Mehmed pacha, brusquement, pose sa main sur la mienne.
—Regardez! Ces Eaux Douces sont comme un résumé de toute notre ville: ici, les femmes d'Asie et les femmes d'Europe se frôlent, s'examinent, se comparent et se jalousent. Et rien n'est plus malsain pour les unes comme pour les autres. Mutuellement, elles s'enseignent à mal faire. Si bien qu'à Stamboul comme à Péra, le scandale court les rues. Nos dames musulmanes de Brousse ou de Koniah, mieux isolées, observent avec une autre exactitude la loi du Prophète! et je ne doute pas que vos dames chrétiennes ne soient vertueuses aussi dans leur pays. Mais ici ... monsieur le colonel, je suis chef du cabinet politique de Sa Majesté, et vous devinez qu'il n'y a guère de maison turque ou franque où les exigences de ma charge ne m'obligent à donner parfois un coup d'œil. Eh bien, quoique je fasse effort pour ne rien voir de ce qui n'intéresse ni l'Empire, ni l'Islam, trop souvent, voyant malgré moi, j'ai senti mes vieilles joues rougir!
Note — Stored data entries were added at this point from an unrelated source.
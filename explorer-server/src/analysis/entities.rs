//! Consumer/provider entity resolution

use super::labels::Association;
use crate::models::{EntityRef, Record};

/// Expands entity references into the workloads they cover, using `A` to
/// decide which workloads a label applies to.
pub struct EntityResolver<'a, A: Association> {
    workloads: &'a [Record],
    labels: &'a [Record],
    association: A,
}

impl<'a, A: Association> EntityResolver<'a, A> {
    pub fn new(workloads: &'a [Record], labels: &'a [Record], association: A) -> Self {
        Self {
            workloads,
            labels,
            association,
        }
    }

    /// Resolve references in input order. Unmatched references contribute
    /// nothing; duplicates are kept.
    pub fn resolve<'r>(&self, refs: impl IntoIterator<Item = &'r EntityRef>) -> Vec<&'a Record> {
        refs.into_iter().flat_map(|r| self.resolve_one(r)).collect()
    }

    pub fn resolve_one(&self, entity: &EntityRef) -> Vec<&'a Record> {
        match entity {
            EntityRef::Workload { href } => self
                .workloads
                .iter()
                .find(|w| w.href() == Some(href.as_str()))
                .into_iter()
                .collect(),
            EntityRef::Label { href, key } => self.resolve_label(href.as_deref(), key.as_deref()),
            EntityRef::Other => Vec::new(),
        }
    }

    /// Workloads associated with any label whose href or key equals the
    /// reference's, in workload collection order.
    fn resolve_label(&self, href: Option<&str>, key: Option<&str>) -> Vec<&'a Record> {
        let targets: Vec<&Record> = self
            .labels
            .iter()
            .filter(|l| {
                let href_hit = href.is_some() && l.str_field("href") == href;
                let key_hit = key.is_some() && l.str_field("key") == key;
                href_hit || key_hit
            })
            .collect();

        if targets.is_empty() {
            return Vec::new();
        }

        self.workloads
            .iter()
            .filter(|w| targets.iter().any(|l| self.association.associates(l, w)))
            .collect()
    }
}

/// Drop repeated workloads, keyed by href, else by id. Records with neither
/// are always kept.
pub fn distinct_by_identity<'a>(workloads: &[&'a Record]) -> Vec<&'a Record> {
    let mut seen = std::collections::HashSet::new();
    workloads
        .iter()
        .copied()
        .filter(|w| {
            let key = w
                .href()
                .map(|h| format!("href:{h}"))
                .or_else(|| w.id().map(|id| format!("id:{id}")));
            key.map_or(true, |k| seen.insert(k))
        })
        .collect()
}
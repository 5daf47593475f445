//! Ruleset, rule and entity reference views over raw records

use serde::Serialize;
use serde_json::Value;

use super::Record;

/// A rule-level pointer to the workloads it covers.
#[derive(Debug, Clone, PartialEq, Eq, Serialize)]
#[serde(tag = "kind", rename_all = "snake_case")]
pub enum EntityRef {
    /// `{workload: {href}}`
    Workload { href: String },
    /// `{label: {href, key}}`, resolved through the labels collection.
    Label {
        href: Option<String>,
        key: Option<String>,
    },
    /// Neither form present (IP lists, "all workloads" actors, garbage).
    Other,
}

impl EntityRef {
    /// The workload form wins when both forms are present.
    pub fn from_value(value: &Value) -> Self {
        if let Some(workload) = value.get("workload").filter(|w| w.is_object()) {
            return match workload.get("href").and_then(Value::as_str) {
                Some(href) => EntityRef::Workload { href: href.to_string() },
                None => EntityRef::Other,
            };
        }
        if let Some(label) = value.get("label").filter(|l| l.is_object()) {
            let text = |field: &str| label.get(field).and_then(Value::as_str).map(str::to_string);
            return EntityRef::Label {
                href: text("href"),
                key: text("key"),
            };
        }
        EntityRef::Other
    }

    pub fn workload_href(&self) -> Option<&str> {
        match self {
            EntityRef::Workload { href } => Some(href),
            _ => None,
        }
    }
}

#[derive(Debug, Clone, PartialEq, Eq, Serialize)]
pub struct Rule {
    pub enabled: bool,
    pub consumers: Vec<EntityRef>,
    pub providers: Vec<EntityRef>,
}

impl Rule {
    pub fn from_value(value: &Value) -> Self {
        let refs = |field: &str| {
            value
                .get(field)
                .and_then(Value::as_array)
                .map(|items| items.iter().map(EntityRef::from_value).collect())
                .unwrap_or_default()
        };
        Self {
            enabled: value.get("enabled").and_then(Value::as_bool).unwrap_or(false),
            consumers: refs("consumers"),
            providers: refs("providers"),
        }
    }

    /// Whether the rule names this workload href directly on either side.
    pub fn references_workload(&self, href: &str) -> bool {
        self.consumers
            .iter()
            .chain(&self.providers)
            .any(|e| e.workload_href() == Some(href))
    }
}

#[derive(Debug, Clone, PartialEq, Eq, Serialize)]
pub struct Ruleset {
    pub href: Option<String>,
    pub name: String,
    pub enabled: bool,
    pub rules: Vec<Rule>,
}

impl Ruleset {
    pub fn from_record(record: &Record) -> Self {
        Self {
            href: record.href().map(str::to_string),
            name: record.display_name(),
            enabled: record.bool_field("enabled").unwrap_or(false),
            rules: record.array_field("rules").iter().map(Rule::from_value).collect(),
        }
    }
}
Peste! cette rougeur mahométane ne manquerait probablement pas d'ahurir un préfet de police parisien....
Cependant Mehmed pacha baisse la voix:
—Oui, c'est bien malgré moi que j'ai vu. Tenez au centre de Stamboul, il est un grand quartier qu'on nomme Aboul Véfa. Jadis, ce quartier ressemblait à tous les autres. Aujourd'hui, j'aime mieux ne pas vous dire ce qui s'y passe. Voilà où l'imitation de l'Occident mène la Turquie. Et cependant, monsieur le colonel, si notre Stamboul se corrompt au contact de votre Europe, croyez-en ma parole: vos Européens implantés chez nous font pis que de s'y corrompre; et votre Péra tout entier vaut peut-être encore moins cher que le quartier d'Aboul Véfa.
Nous sommes maintenant au plus bel endroit des Eaux Douces. Les deux rives sont devenues des prairies en pente, toutes plantées d'arbres merveilleux, platanes, cèdres, chênes, saules, cyprès hauts comme des flèches de cathédrales. Et sous ces ombrages plus riches en verts de toutes nuances et de toutes valeurs qu'une toile de Corot, j'aperçois quantité de femmes turques assises par groupes sur l'herbe. Leurs robes de soie unie ou moirée, couleur de rose, de jasmin, de lilas, de mauve, de bluet, de pivoine, de bouton d'or, de jonquille, de violette, de pervenche ou de pensée, sont comme de grandes fleurs éclatantes qui pavoisent les prés. Et c'est tout à fait joli, ces robes-fleurs éparses sous les arbres. Les dames turques campagnardes s'habillent d'une grande pièce de soie qui les enveloppe de la nuque aux chevilles, et leurs cheveux se cachent dans de petits capuchons de la même soie; si bien que toutes ressemblent aux saintes Vierges des images pieuses. Du milieu de la rivière, j'en aperçois une multitude. Elle ne remuent guère, et je ne les entends pas parler. Elles regardent, pensives et recueillies, l'eau brillante, les caïques vernis, les robes claires et les ombrelles, et le lointain velouté des bois.
Notre caïque, cependant, aborde. Mehmed pacha saute à terre et m'offre de l'imiter.
—J'ai une petite affaire à régler, à deux pas d'ici. S'il vous convient de marcher un peu.